Prospects of an outcome
Investors say during the boom time, their bet used to be on the company’s business idea. Now their questions are: Will it have an outcome at all? Will it be an M&A (mergers and acquisitions) target, or will it go public?
“We are now trying to imagine specific outcomes and time frames,” said John Hamm, general partner at VSP Capital, a San Francisco-based venture capital firm. Moreover, it’s no more about a company having aspirations such as going international in a short span. The promoters need to provide definite business plans, customer lists, revenue generation and utilization of capital plans to demonstrate their own seriousness.
Value proposition
Sooner a company can get profitable, higher are the chances of it getting funded, investors say. They say if someone comes and says it will take his firm two years to reach profitability, the question asked is: What if the market conditions worsen? Also, investments are a lot less casual now, unlike earlier when a lot of “cute” ideas were backed, said Hamm. Seeking strong value proposition, investors say, they gauge if there is a genuine market demand for the product and if it is really missed in the market.
Capital requirement
If you are looking for a huge investment, chances are you will face an uphill task. Investors say they are not looking for project-like, long gestation plans, and that funding smaller needs such as $10 million would be easier. “Investors in this market would not invest $60-90 million. If a deal fails, you just go down,” said Matrix Partners’ Beim.

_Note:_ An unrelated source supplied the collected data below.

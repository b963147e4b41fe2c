//! Database connection management
//!
//! Provides SQLite connection pooling and management.

use std::path::Path;
use std::sync::Arc;

use r2d2::{Pool, PooledConnection};
use r2d2_sqlite::SqliteConnectionManager;
use rusqlite::OpenFlags;
use thiserror::Error;

/// Database error types
#[derive(Debug, Error)]
pub enum DbError {
    #[error("Database connection error: {0}")]
    Connection(#[from] r2d2::Error),

    #[error("SQLite error: {0}")]
    Sqlite(#[from] rusqlite::Error),

    #[error("{entity} not found: {id}")]
    NotFound { entity: &'static str, id: i64 },
}

/// Result type for database operations
pub type DbResult<T> = Result<T, DbError>;

/// Database connection pool wrapper
#[derive(Clone)]
pub struct Database {
    pool: Arc<Pool<SqliteConnectionManager>>,
}

impl Database {
    /// Create a new database connection pool
    pub fn new<P: AsRef<Path>>(path: P) -> DbResult<Self> {
        let manager = SqliteConnectionManager::file(path)
            .with_flags(
                OpenFlags::SQLITE_OPEN_READ_WRITE
                    | OpenFlags::SQLITE_OPEN_CREATE
                    | OpenFlags::SQLITE_OPEN_URI,
            )
            .with_init(|conn| {
                conn.execute_batch(
                    "PRAGMA foreign_keys = ON;
                     PRAGMA journal_mode = WAL;
                     PRAGMA synchronous = NORMAL;
                     PRAGMA temp_store = MEMORY;",
                )?;
                Ok(())
            });

        let pool = Pool::builder()
            .max_size(8)
            .build(manager)?;

        Ok(Self {
            pool: Arc::new(pool),
        })
    }

    /// Get a connection from the pool
    pub fn get_conn(&self) -> DbResult<PooledConnection<SqliteConnectionManager>> {
        Ok(self.pool.get()?)
    }

    /// Execute a closure with a database connection
    pub fn with_conn<F, T>(&self, f: F) -> DbResult<T>
    where
        F: FnOnce(&rusqlite::Connection) -> DbResult<T>,
    {
        let conn = self.get_conn()?;
        f(&conn)
    }
}

/// Open a migrated in-memory database for tests
#[cfg(test)]
pub(crate) fn open_in_memory() -> rusqlite::Connection {
    let conn = rusqlite::Connection::open_in_memory().unwrap();
    conn.execute_batch("PRAGMA foreign_keys = ON;").unwrap();
    super::migrations::run_migrations(&conn).unwrap();
    conn
}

This list has been compiled after talking to Brownstone Global Advisors Llc.; Nicholas F. Beim, general partner at Matrix Partners; Pablo Salazar, consultant, McKinsey and Co.; John Hamm, general partner, VSP Capital; Norwest Venture Partners’ managing partner Promod Haque; Ravi Belani, associate, Draper Fisher Jurvetson; and Patrick J. McGovern, founder and chairman, International Data Group, which backs IDG Ventures.
Deepti Chaudhary was a guest of the Endeavor Group in Miami, US.